Marqo Launches Family of Embedding Models for Ecommerce and Retail

Marqo-FashionCLIP & Marqo-FashionSigLIP are two new state-of-the-art multimodal models for search and recommendations in the fashion domain. The models have surpassed current SOTA models FashionCLIP2.0, and OpenFashionCLIP on 7 fashion evaluation datasets including DeepFashion and Fashion200K, by up to 57%. Marqo-FashionCLIP & Marqo-FashionSigLIP can produce embeddings for both text and images that can then be used in downstream search and recommendations applications.

Marqo-FashionCLIP & Marqo-FashionSigLIP are 150M parameter embedding models that:

We are releasing Marqo-FashionCLIP and Marqo-FashionSigLIP under the Apache 2.0 license.

Figure 1: Average precision & recall @1 improvement of Marqo-FashionCLIP and Marqo-FashionSigLIP compared to FashionCLIP2.0. The evaluation consisted of 7 fashion datasets covering a large range of query lengths. *OpenFashionCLIP was trained on iMaterialist.

What is Marqo-FashionCLIP & Marqo-FashionSigLIP?
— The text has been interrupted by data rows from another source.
//! Temporal affiliation resolution — which seat and party a person held on
//! a given date.

use chrono::NaiveDate;
use griffier_core::membership::{
  ParliamentMembership, PartyMembership, TemporalMembership,
};
use tracing::warn;

/// The first parliament membership active at `date`, in creation order.
pub fn parliament_membership_at(
  memberships: &[ParliamentMembership],
  date: NaiveDate,
) -> Option<&ParliamentMembership> {
  memberships.iter().find(|m| m.is_active_at(date))
}

/// The party membership active at `date`.
///
/// One active interval is the normal case. Multiple active intervals mean
/// the source data has overlapping memberships — a data-quality anomaly that
/// is disambiguated (not repaired) against the person's parliament seat:
///
/// 1. a single membership fitting entirely within the seat's own bounds
///    wins;
/// 2. failing that, a single open-ended membership already held when the
///    seat began wins — the party at the start of the term, assumed
///    unchanged over the open remainder;
/// 3. anything still ambiguous is logged and left unresolved.
pub fn party_membership_at<'a>(
  party_memberships: &'a [PartyMembership],
  parliament_memberships: &[ParliamentMembership],
  date: NaiveDate,
) -> Option<&'a PartyMembership> {
  let active: Vec<&PartyMembership> = party_memberships
    .iter()
    .filter(|m| m.is_active_at(date))
    .collect();

  match active.len() {
    0 => None,
    1 => Some(active[0]),
    _ => disambiguate(
      &active,
      parliament_membership_at(parliament_memberships, date),
      date,
    ),
  }
}

fn disambiguate<'a>(
  active: &[&'a PartyMembership],
  seat: Option<&ParliamentMembership>,
  date: NaiveDate,
) -> Option<&'a PartyMembership> {
  let Some(seat) = seat else {
    warn!(
      %date,
      candidates = active.len(),
      "overlapping party memberships and no parliament seat to disambiguate"
    );
    return None;
  };

  let within: Vec<&PartyMembership> = active
    .iter()
    .copied()
    .filter(|m| fits_within(m, seat))
    .collect();
  if within.len() == 1 {
    return Some(within[0]);
  }

  if let Some(seat_joined) = seat.joined {
    let at_term_start: Vec<&PartyMembership> = active
      .iter()
      .copied()
      .filter(|m| {
        m.left.is_none() && m.joined.is_none_or(|joined| joined <= seat_joined)
      })
      .collect();
    if at_term_start.len() == 1 {
      return Some(at_term_start[0]);
    }
  }

  warn!(
    %date,
    candidates = active.len(),
    "ambiguous overlapping party memberships left unresolved"
  );
  None
}

/// Whether the party interval fits entirely within the seat interval;
/// bounds are only compared when both sides are known.
fn fits_within(m: &PartyMembership, seat: &ParliamentMembership) -> bool {
  let start_ok = match (m.joined, seat.joined) {
    (Some(m_joined), Some(seat_joined)) => m_joined >= seat_joined,
    _ => true,
  };
  let end_ok = match (m.left, seat.left) {
    (Some(m_left), Some(seat_left)) => m_left <= seat_left,
    _ => true,
  };
  start_ok && end_ok
}

#[cfg(test)]
mod tests {
  use uuid::Uuid;

  use super::*;

  fn date(s: &str) -> NaiveDate { s.parse().unwrap() }

  fn party_membership(
    party_id: Uuid,
    joined: Option<&str>,
    left: Option<&str>,
  ) -> PartyMembership {
    PartyMembership {
      membership_id: Uuid::new_v4(),
      person_id: Uuid::new_v4(),
      party_id,
      joined: joined.map(|d| d.parse().unwrap()),
      left: left.map(|d| d.parse().unwrap()),
    }
  }

  fn seat(joined: Option<&str>, left: Option<&str>) -> ParliamentMembership {
    ParliamentMembership {
      membership_id: Uuid::new_v4(),
      person_id:     Uuid::new_v4(),
      parliament_id: Uuid::new_v4(),
      joined:        joined.map(|d| d.parse().unwrap()),
      left:          left.map(|d| d.parse().unwrap()),
    }
  }

  #[test]
  fn consecutive_intervals_resolve_by_date() {
    let first = Uuid::new_v4();
    let second = Uuid::new_v4();
    let memberships = vec![
      party_membership(first, Some("2010-01-01"), Some("2015-03-20")),
      party_membership(second, Some("2015-03-20"), None),
    ];

    let at_2012 =
      party_membership_at(&memberships, &[], date("2012-12-25")).unwrap();
    assert_eq!(at_2012.party_id, first);

    let at_2016 =
      party_membership_at(&memberships, &[], date("2016-01-01")).unwrap();
    assert_eq!(at_2016.party_id, second);
  }

  #[test]
  fn no_membership_active() {
    let memberships =
      vec![party_membership(Uuid::new_v4(), Some("2010-01-01"), Some("2012-01-01"))];
    assert!(party_membership_at(&memberships, &[], date("2013-06-01")).is_none());
  }

  #[test]
  fn overlap_resolved_by_seat_bounds() {
    let inside = Uuid::new_v4();
    let outside = Uuid::new_v4();
    let memberships = vec![
      // Predates the seat; overlaps the other membership.
      party_membership(outside, Some("2008-01-01"), Some("2014-01-01")),
      // Fits entirely within the seat's bounds.
      party_membership(inside, Some("2012-11-01"), Some("2014-01-01")),
    ];
    let seats = [seat(Some("2012-09-20"), Some("2017-03-23"))];

    let found =
      party_membership_at(&memberships, &seats, date("2013-06-01")).unwrap();
    assert_eq!(found.party_id, inside);
  }

  #[test]
  fn overlap_resolved_by_party_at_term_start() {
    let original = Uuid::new_v4();
    let splinter = Uuid::new_v4();
    let memberships = vec![
      // Held since before the term and never left: the term-start party.
      party_membership(original, Some("2008-01-01"), None),
      // Second open-ended membership recorded mid-term; both fit within an
      // open-ended seat, so step 1 cannot separate them.
      party_membership(splinter, Some("2014-06-01"), None),
    ];
    let seats = [seat(Some("2012-09-20"), None)];

    let found =
      party_membership_at(&memberships, &seats, date("2015-01-01")).unwrap();
    assert_eq!(found.party_id, original);
  }

  #[test]
  fn overlap_without_seat_is_unresolved() {
    let memberships = vec![
      party_membership(Uuid::new_v4(), Some("2008-01-01"), None),
      party_membership(Uuid::new_v4(), Some("2014-06-01"), None),
    ];
    assert!(party_membership_at(&memberships, &[], date("2015-01-01")).is_none());
  }

  #[test]
  fn truly_ambiguous_overlap_is_unresolved() {
    // Two open-ended memberships both held before the term started: every
    // ladder step yields two candidates, so the resolver declines to guess.
    let memberships = vec![
      party_membership(Uuid::new_v4(), Some("2008-01-01"), None),
      party_membership(Uuid::new_v4(), Some("2009-01-01"), None),
    ];
    let seats = [seat(Some("2012-09-20"), None)];
    assert!(
      party_membership_at(&memberships, &seats, date("2015-01-01")).is_none()
    );
  }

  #[test]
  fn seat_lookup_prefers_first_active() {
    let seats = [
      seat(Some("2010-06-17"), Some("2012-09-20")),
      seat(Some("2012-09-20"), None),
    ];
    let found = parliament_membership_at(&seats, date("2011-01-01")).unwrap();
    assert_eq!(found.membership_id, seats[0].membership_id);
    let later = parliament_membership_at(&seats, date("2013-01-01")).unwrap();
    assert_eq!(later.membership_id, seats[1].membership_id);
  }
}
Marqo-FashionCLIP & Marqo-FashionSigLIP are two new state-of-the-art multimodal models for search and recommendations in the fashion domain. Marqo-FashionCLIP & Marqo-FashionSigLIP can produce embeddings for both text and images that can then be used in downstream search and recommendations applications. The models were trained on over 1M fashion products with rich meta-data containing detailed descriptions, colors, styles, keywords and materials. This training dataset was not a part of any of the evaluation datasets. The models were fine-tuned from two existing base models (ViT-B-16-laion and ViT-B-16-SigLIP-webli) using GCL. The loss consisted of seven parts to optimize specifically for long descriptions, product titles, colors, materials, categories, details and keywords. This multi-part loss significantly outperformed the standard text-image InfoNCE loss in contrastive learning when fine-tuning. This results in a model that is able to retrieve more relevant results for both keyword-like short text and longer descriptive text - both of which are particularly relevant to search applications.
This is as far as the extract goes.